Task to carry out: From the records that follow, copy every line in which "observability" appears.
---*---
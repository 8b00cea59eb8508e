//! Business services used by handlers

pub mod analyzer_service;

pub use analyzer_service::AnalyzerService;
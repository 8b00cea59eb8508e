// Fire-and-forget history recording
use std::sync::Arc;

use database_layer::{HistoryEntry, HistoryStore, TableRegistry};
use logger_redacted::redact_email;
use tokio::sync::{mpsc, oneshot};
use tokio::task::JoinHandle;
use tracing::{debug, error, info, warn};

use crate::entry::PendingEntry;
use crate::error::{AuditError, Result};

enum Command {
    Record(PendingEntry),
    Flush(oneshot::Sender<()>),
}

/// Resolves the table and appends one entry. No queueing, errors are returned.
pub struct HistoryRecorder {
    table_name: String,
    tables: Arc<dyn TableRegistry>,
    history: Arc<dyn HistoryStore>,
}

impl HistoryRecorder {
    pub fn new(
        table_name: impl Into<String>,
        tables: Arc<dyn TableRegistry>,
        history: Arc<dyn HistoryStore>,
    ) -> Self {
        Self {
            table_name: table_name.into(),
            tables,
            history,
        }
    }

    /// Write `entry` now.
    ///
    /// The table is looked up on every call.
    ///
    /// # Errors
    ///
    /// Fails when the table is not registered or either store errors.
    pub async fn write(&self, entry: PendingEntry) -> Result<HistoryEntry> {
        let table = self
            .tables
            .find_by_name(&self.table_name)
            .await?
            .ok_or_else(|| AuditError::TableNotFound(self.table_name.clone()))?;

        let stored = self.history.append(entry.into_history(table.id)).await?;
        debug!(
            history_id = %stored.id,
            analyzer_id = %stored.analyzer_id,
            action = %stored.action,
            "History entry stored"
        );
        Ok(stored)
    }

    async fn run(self, mut receiver: mpsc::UnboundedReceiver<Command>) {
        while let Some(command) = receiver.recv().await {
            match command {
                Command::Record(entry) => {
                    let analyzer_id = entry.analyzer_id;
                    let action = entry.action;
                    let user = redact_email(&entry.user_email);

                    if let Err(e) = self.write(entry).await {
                        error!(
                            target: "audit",
                            analyzer_id = %analyzer_id,
                            action = %action,
                            user = %user,
                            error = %e,
                            "Failed to store history entry; entry dropped"
                        );
                    }
                }
                Command::Flush(done) => {
                    // Receiver may have given up waiting
                    let _ = done.send(());
                }
            }
        }

        info!(target: "audit", "History worker stopped");
    }
}

/// Handle used by request paths to queue history entries.
///
/// Cloning is cheap; all clones feed the same worker.
#[derive(Clone)]
pub struct AuditTrail {
    sender: mpsc::UnboundedSender<Command>,
}

/// Background task draining the queue
pub struct AuditWorker {
    handle: JoinHandle<()>,
}

impl AuditTrail {
    /// Start the worker on the current tokio runtime
    pub fn spawn(
        table_name: impl Into<String>,
        tables: Arc<dyn TableRegistry>,
        history: Arc<dyn HistoryStore>,
    ) -> (Self, AuditWorker) {
        let (sender, receiver) = mpsc::unbounded_channel();
        let recorder = HistoryRecorder::new(table_name, tables, history);
        let handle = tokio::spawn(recorder.run(receiver));

        (Self { sender }, AuditWorker { handle })
    }

    /// Queue an entry. Never blocks and never fails the caller.
    pub fn record(&self, entry: PendingEntry) {
        let analyzer_id = entry.analyzer_id;
        if self.sender.send(Command::Record(entry)).is_err() {
            warn!(
                target: "audit",
                analyzer_id = %analyzer_id,
                "History worker is gone; entry dropped"
            );
        }
    }

    /// Wait until every entry queued before this call has been handled.
    ///
    /// # Errors
    ///
    /// Returns [`AuditError::QueueClosed`] if the worker has stopped.
    pub async fn flush(&self) -> Result<()> {
        let (done, wait) = oneshot::channel();
        self.sender
            .send(Command::Flush(done))
            .map_err(|_| AuditError::QueueClosed)?;
        wait.await.map_err(|_| AuditError::QueueClosed)
    }
}

impl AuditWorker {
    /// Wait for the queue to drain. Returns once every [`AuditTrail`] clone is dropped.
    pub async fn shutdown(self) {
        if let Err(e) = self.handle.await {
            error!(target: "audit", error = %e, "History worker panicked");
        }
    }
}
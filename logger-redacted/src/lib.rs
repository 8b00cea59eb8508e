//! Logging setup for LabTrack Engine with PII redaction
//!
//! Audit-trail failures are logged together with the acting user, and those
//! identities are emails. This crate installs the tracing subscriber used by
//! the binaries and offers [`redact_email`] so log lines never carry raw
//! addresses.
//!
//! # Example
//!
//! ```rust,no_run
//! use logger_redacted::{init, redact_email, LogFormat, LoggerConfig};
//!
//! let config = LoggerConfig {
//!     format: LogFormat::Json,
//!     ..LoggerConfig::default()
//! };
//! init(&config).ok();
//!
//! tracing::warn!(user = %redact_email("tech@lab.example"), "History write dropped");
//! ```

pub mod config;
pub mod redactor;
pub mod subscriber;

pub use config::*;
pub use redactor::*;
pub use subscriber::*;
//! HTTP-level tests for the analyzer endpoints and their audit history
//!
//! The router runs against the in-memory stores. Every check on history
//! flushes the audit queue first, since entries are written asynchronously.

#![allow(clippy::unwrap_used, clippy::indexing_slicing)]

use std::sync::atomic::{AtomicBool, Ordering};
use std::sync::Arc;

use async_trait::async_trait;
use axum::{
    body::Body,
    http::{header, Method, Request, StatusCode},
    Router,
};
use config_engine::{AppConfig, StorageBackend};
use database_layer::{
    Analyzer, AnalyzerFilter, AnalyzerPatch, AnalyzerStore, DatabaseError, DatabaseResult,
    HistoryEntry, HistoryStore, MemoryAnalyzerStore, MemoryHistoryStore, MemoryTableRegistry,
    NewAnalyzer, NewHistoryEntry,
};
use labtrack_server::{create_app, middleware::USER_EMAIL_HEADER, LabTrackServer, Stores};
use serde_json::{json, Value};
use tower::ServiceExt;
use uuid::Uuid;

const USER: &str = "tech@lab.example";

struct TestApp<S = MemoryAnalyzerStore> {
    router: Router,
    server: LabTrackServer,
    analyzers: Arc<S>,
    history: Arc<MemoryHistoryStore>,
}

struct FailingHistoryStore;

#[async_trait]
impl HistoryStore for FailingHistoryStore {
    async fn append(&self, _entry: NewHistoryEntry) -> DatabaseResult<HistoryEntry> {
        Err(DatabaseError::ConnectionFailed("history store offline".to_string()))
    }

    async fn list_for_analyzer(&self, _analyzer_id: Uuid) -> DatabaseResult<Vec<HistoryEntry>> {
        Ok(Vec::new())
    }
}

fn test_config() -> AppConfig {
    let mut config = AppConfig::default();
    config.database.backend = StorageBackend::Memory;
    config
}

/// Delegates to an in-memory store; writes fail while `offline` is set
#[derive(Default)]
struct OfflineWritesStore {
    inner: MemoryAnalyzerStore,
    offline: AtomicBool,
}

impl OfflineWritesStore {
    fn go_offline(&self) {
        self.offline.store(true, Ordering::SeqCst);
    }

    fn check_online(&self) -> DatabaseResult<()> {
        if self.offline.load(Ordering::SeqCst) {
            return Err(DatabaseError::ConnectionFailed("analyzer store offline".to_string()));
        }
        Ok(())
    }
}

#[async_trait]
impl AnalyzerStore for OfflineWritesStore {
    async fn create(&self, analyzer: NewAnalyzer) -> DatabaseResult<Analyzer> {
        self.check_online()?;
        self.inner.create(analyzer).await
    }

    async fn find_by_id(&self, id: Uuid) -> DatabaseResult<Option<Analyzer>> {
        self.inner.find_by_id(id).await
    }

    async fn find_by_ids(&self, ids: &[Uuid]) -> DatabaseResult<Vec<Analyzer>> {
        self.inner.find_by_ids(ids).await
    }

    async fn find_all(&self, filter: AnalyzerFilter) -> DatabaseResult<Vec<Analyzer>> {
        self.inner.find_all(filter).await
    }

    async fn update_by_id(&self, id: Uuid, patch: &AnalyzerPatch) -> DatabaseResult<Option<Analyzer>> {
        self.check_online()?;
        self.inner.update_by_id(id, patch).await
    }

    async fn update_by_ids(&self, ids: &[Uuid], patch: &AnalyzerPatch) -> DatabaseResult<u64> {
        self.check_online()?;
        self.inner.update_by_ids(ids, patch).await
    }

    async fn delete_by_id(&self, id: Uuid) -> DatabaseResult<Option<Analyzer>> {
        self.check_online()?;
        self.inner.delete_by_id(id).await
    }

    async fn is_healthy(&self) -> bool {
        true
    }
}

fn build(
    analyzers: Arc<dyn AnalyzerStore>,
    history: Arc<dyn HistoryStore>,
) -> (Router, LabTrackServer) {
    let config = test_config();
    let stores = Stores {
        analyzers,
        tables: Arc::new(MemoryTableRegistry::with_tables(&[config.audit.table_name.as_str()])),
        history,
        pool: None,
    };

    let (server, _worker) = LabTrackServer::new(config, &stores);
    (create_app(server.clone()), server)
}

fn app_with<S: AnalyzerStore + 'static>(analyzers: Arc<S>) -> TestApp<S> {
    let history = Arc::new(MemoryHistoryStore::new());
    let (router, server) = build(analyzers.clone(), history.clone());
    TestApp {
        router,
        server,
        analyzers,
        history,
    }
}

fn test_app() -> TestApp {
    app_with(Arc::new(MemoryAnalyzerStore::new()))
}

impl<S> TestApp<S> {
    async fn send(
        &self,
        method: Method,
        uri: &str,
        body: Option<Value>,
        user: Option<&str>,
    ) -> (StatusCode, Value) {
        send(&self.router, method, uri, body, user).await
    }

    async fn create(&self, body: Value) -> Analyzer {
        let (status, created) = self
            .send(Method::POST, "/api/v1/analyzers", Some(body), Some(USER))
            .await;
        assert_eq!(status, StatusCode::CREATED);
        serde_json::from_value(created).unwrap()
    }

    async fn history(&self) -> Vec<HistoryEntry> {
        self.server.analyzers.audit().flush().await.unwrap();
        self.history.entries()
    }
}

async fn send(
    router: &Router,
    method: Method,
    uri: &str,
    body: Option<Value>,
    user: Option<&str>,
) -> (StatusCode, Value) {
    let mut request = Request::builder().method(method).uri(uri);
    if let Some(user) = user {
        request = request.header(USER_EMAIL_HEADER, user);
    }
    let request = match body {
        Some(body) => request
            .header(header::CONTENT_TYPE, "application/json")
            .body(Body::from(body.to_string()))
            .unwrap(),
        None => request.body(Body::empty()).unwrap(),
    };

    let response = router.clone().oneshot(request).await.unwrap();
    let status = response.status();
    let bytes = axum::body::to_bytes(response.into_body(), usize::MAX)
        .await
        .unwrap();
    let value = if bytes.is_empty() {
        Value::Null
    } else {
        serde_json::from_slice(&bytes).unwrap()
    };

    (status, value)
}

fn analyzer_uri(id: Uuid) -> String {
    format!("/api/v1/analyzers/{id}")
}

#[tokio::test]
async fn test_create_records_one_history_entry() {
    let app = test_app();
    let (status, body) = app
        .send(
            Method::POST,
            "/api/v1/analyzers",
            Some(json!({"name": "A1", "actived": true, "serialNumber": "SN-7"})),
            Some(USER),
        )
        .await;

    assert_eq!(status, StatusCode::CREATED);
    assert_eq!(body["name"], "A1");
    assert_eq!(body["serialNumber"], "SN-7");
    assert!(body.get("revision").is_none());

    let created: Analyzer = serde_json::from_value(body).unwrap();
    let history = app.history().await;
    assert_eq!(history.len(), 1);

    let entry = &history[0];
    assert_eq!(entry.action, "Create analyzer");
    assert_eq!(entry.analyzer_id, created.id);
    assert_eq!(entry.user_email, USER);
    assert_eq!(entry.brief.as_deref(), Some("Create new analyzer: A1"));

    let recorded: Analyzer = serde_json::from_str(&entry.data).unwrap();
    assert_eq!(recorded, created);
}

#[tokio::test]
async fn test_find_by_id_matches_create_response() {
    let app = test_app();
    let (_, created) = app
        .send(Method::POST, "/api/v1/analyzers", Some(json!({"name": "A1"})), Some(USER))
        .await;
    let id: Uuid = serde_json::from_value(created["id"].clone()).unwrap();

    let (status, found) = app.send(Method::GET, &analyzer_uri(id), None, None).await;
    assert_eq!(status, StatusCode::OK);
    assert_eq!(found, created);
}

#[tokio::test]
async fn test_find_by_id_missing_is_not_found() {
    let app = test_app();
    let (status, body) = app
        .send(Method::GET, &analyzer_uri(Uuid::new_v4()), None, None)
        .await;

    assert_eq!(status, StatusCode::NOT_FOUND);
    assert_eq!(body["error_type"], "not_found");
    assert_eq!(body["message"], "Resource not found: analyzer");
    assert!(body["error_id"].is_string());
}
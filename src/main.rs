//! Quality Guard HTTP server - main entry point.
//!
//! Loads configuration, registers the tool set and serves:
//! - `GET /`: liveness
//! - `GET /tools`: tool descriptors
//! - `POST /use_tool`: tool invocation

use clap::Parser;
use quality_guard::dispatch::Dispatcher;
use quality_guard::http::HttpServer;
use quality_guard::tools::{OperationRegistry, QualityTool, ToolRegistry};
use quality_guard::Config;
use std::net::SocketAddr;
use std::path::PathBuf;
use std::sync::Arc;

#[derive(Debug, Parser)]
#[command(name = "quality-guard", version, about = "Quality-assurance tool orchestration server")]
struct Cli {
    /// JSON configuration file.
    #[arg(long, env = "QUALITY_GUARD_CONFIG")]
    config: Option<PathBuf>,

    /// Address to bind, overrides `server.listenAddr`.
    #[arg(long, env = "QUALITY_GUARD_LISTEN_ADDR")]
    listen: Option<String>,
}

#[tokio::main]
async fn main() -> Result<(), Box<dyn std::error::Error>> {
    let cli = Cli::parse();

    // Load configuration
    let mut config = match &cli.config {
        Some(path) => Config::from_file(path)?,
        None => Config::default(),
    };
    if let Some(listen) = cli.listen {
        config.server.listen_addr = listen;
    }

    // Initialize observability
    quality_guard::observability::init_tracing(&config.observability);

    let operations = Arc::new(OperationRegistry::with_builtins());
    let registry = ToolRegistry::from_tools(QualityTool::default_set(&config, operations))?;
    for descriptor in registry.list() {
        tracing::info!("  ✓ {}", descriptor.name);
    }
    let dispatcher = Arc::new(Dispatcher::new(Arc::new(registry)));

    let addr: SocketAddr = config.server.listen_addr.parse()?;
    let server = HttpServer::new(dispatcher, addr);

    let cancel = server.cancel_token();
    tokio::spawn(async move {
        if tokio::signal::ctrl_c().await.is_ok() {
            tracing::info!("Ctrl-C received, shutting down");
            cancel.cancel();
        }
    });

    server.serve().await?;
    Ok(())
}
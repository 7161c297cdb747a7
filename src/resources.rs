//! Process and system resource sampling.
//!
//! Samples are process-wide and therefore only indicative: concurrent tool
//! runs share the same counters.

use schemars::JsonSchema;
use serde::{Deserialize, Serialize};
use sysinfo::{Pid, System};

/// Memory counters of the server process at one instant.
#[derive(Debug, Clone, Copy, Default, PartialEq, Eq, Serialize, Deserialize, JsonSchema)]
#[serde(rename_all = "camelCase")]
pub struct MemorySnapshot {
    pub rss_bytes: u64,
    pub virtual_bytes: u64,
}

/// Signed difference between two memory snapshots.
#[derive(Debug, Clone, Copy, Default, PartialEq, Eq, Serialize, Deserialize, JsonSchema)]
#[serde(rename_all = "camelCase")]
pub struct MemoryDelta {
    pub rss_bytes: i64,
    pub virtual_bytes: i64,
}

impl MemorySnapshot {
    pub fn delta_since(&self, start: &MemorySnapshot) -> MemoryDelta {
        MemoryDelta {
            rss_bytes: signed_diff(self.rss_bytes, start.rss_bytes),
            virtual_bytes: signed_diff(self.virtual_bytes, start.virtual_bytes),
        }
    }
}

fn signed_diff(end: u64, start: u64) -> i64 {
    let diff = i128::from(end) - i128::from(start);
    i64::try_from(diff).unwrap_or(if diff > 0 { i64::MAX } else { i64::MIN })
}

/// Sampler bound to the current process.
#[derive(Debug)]
pub struct ProcessSampler {
    system: System,
    pid: Option<Pid>,
}

impl ProcessSampler {
    pub fn new() -> Self {
        let pid = match sysinfo::get_current_pid() {
            Ok(pid) => Some(pid),
            Err(e) => {
                tracing::warn!("process sampling unavailable: {}", e);
                None
            }
        };
        let mut sampler = Self {
            system: System::new(),
            pid,
        };
        // Prime the CPU counter so the next refresh measures a window.
        sampler.refresh();
        sampler
    }

    fn refresh(&mut self) -> bool {
        match self.pid {
            Some(pid) => self.system.refresh_process(pid),
            None => false,
        }
    }

    /// Refresh and read memory counters.
    pub fn memory(&mut self) -> Option<MemorySnapshot> {
        if !self.refresh() {
            return None;
        }
        let process = self.system.process(self.pid?)?;
        Some(MemorySnapshot {
            rss_bytes: process.memory(),
            virtual_bytes: process.virtual_memory(),
        })
    }

    /// Refresh and read CPU usage (percent of one core) since the previous
    /// refresh.
    pub fn cpu_percent(&mut self) -> Option<f32> {
        if !self.refresh() {
            return None;
        }
        Some(self.system.process(self.pid?)?.cpu_usage())
    }
}

impl Default for ProcessSampler {
    fn default() -> Self {
        Self::new()
    }
}

/// One system-wide sample.
#[derive(Debug, Clone, Copy, PartialEq)]
pub struct SystemSample {
    pub cpu_percent: f32,
    pub memory_used_bytes: u64,
    pub memory_total_bytes: u64,
}

/// Sampler for host-level CPU and memory.
#[derive(Debug)]
pub struct SystemSampler {
    system: System,
}

impl SystemSampler {
    pub fn new() -> Self {
        let mut system = System::new();
        system.refresh_cpu();
        Self { system }
    }

    pub fn sample(&mut self) -> SystemSample {
        self.system.refresh_cpu();
        self.system.refresh_memory();
        SystemSample {
            cpu_percent: self.system.global_cpu_info().cpu_usage(),
            memory_used_bytes: self.system.used_memory(),
            memory_total_bytes: self.system.total_memory(),
        }
    }
}

impl Default for SystemSampler {
    fn default() -> Self {
        Self::new()
    }
}

/// Aggregate of system samples taken during a monitoring run.
#[derive(Debug, Clone, Default, PartialEq, Serialize, Deserialize, JsonSchema)]
#[serde(rename_all = "camelCase")]
pub struct ResourceUsageSummary {
    pub samples: u32,
    pub avg_cpu_percent: f64,
    pub max_cpu_percent: f64,
    pub avg_memory_used_bytes: u64,
    pub max_memory_used_bytes: u64,
    #[serde(skip_serializing_if = "Option::is_none")]
    pub memory_total_bytes: Option<u64>,
}

impl ResourceUsageSummary {
    pub fn from_samples(samples: &[SystemSample]) -> Option<Self> {
        if samples.is_empty() {
            return None;
        }
        let n = samples.len();
        let cpu_sum: f64 = samples.iter().map(|s| f64::from(s.cpu_percent)).sum();
        let cpu_max = samples
            .iter()
            .map(|s| f64::from(s.cpu_percent))
            .fold(0.0_f64, f64::max);
        let mem_sum: u128 = samples.iter().map(|s| u128::from(s.memory_used_bytes)).sum();
        let mem_max = samples.iter().map(|s| s.memory_used_bytes).max().unwrap_or(0);
        let avg_mem = u64::try_from(mem_sum / n as u128).unwrap_or(u64::MAX);

        Some(Self {
            samples: u32::try_from(n).unwrap_or(u32::MAX),
            avg_cpu_percent: round2(cpu_sum / n as f64),
            max_cpu_percent: round2(cpu_max),
            avg_memory_used_bytes: avg_mem,
            max_memory_used_bytes: mem_max,
            memory_total_bytes: samples.last().map(|s| s.memory_total_bytes),
        })
    }
}

/// Round to two decimals.
pub fn round2(value: f64) -> f64 {
    (value * 100.0).round() / 100.0
}
//! Strongly-typed identifiers.

use schemars::JsonSchema;
use serde::{Deserialize, Serialize};
use std::fmt;

/// Macro to define a prefixed, UUID-backed identifier newtype.
///
/// Generates: struct, `new()`, `as_str()`, Default, Display, Serialize,
/// Deserialize, JsonSchema.
macro_rules! define_id {
    ($name:ident, $prefix:literal) => {
        #[derive(Debug, Clone, PartialEq, Eq, Hash, Serialize, Deserialize, JsonSchema)]
        pub struct $name(String);

        impl $name {
            pub fn new() -> Self {
                Self(format!("{}-{}", $prefix, uuid::Uuid::new_v4()))
            }

            pub fn as_str(&self) -> &str {
                &self.0
            }
        }

        impl Default for $name {
            fn default() -> Self {
                Self::new()
            }
        }

        impl fmt::Display for $name {
            fn fmt(&self, f: &mut fmt::Formatter<'_>) -> fmt::Result {
                write!(f, "{}", self.0)
            }
        }
    };
}

define_id!(TestRunId, "test");
define_id!(ExecutionId, "exec");

#[cfg(test)]
mod tests {
    use super::*;

    #[test]
    fn test_ids_are_prefixed_and_unique() {
        let a = TestRunId::new();
        let b = TestRunId::new();
        assert!(a.as_str().starts_with("test-"));
        assert_ne!(a, b);
        assert!(ExecutionId::new().to_string().starts_with("exec-"));
    }
}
---*---
Solution for this exercise:
    // Initialize observability
    quality_guard::observability::init_tracing(&config.observability);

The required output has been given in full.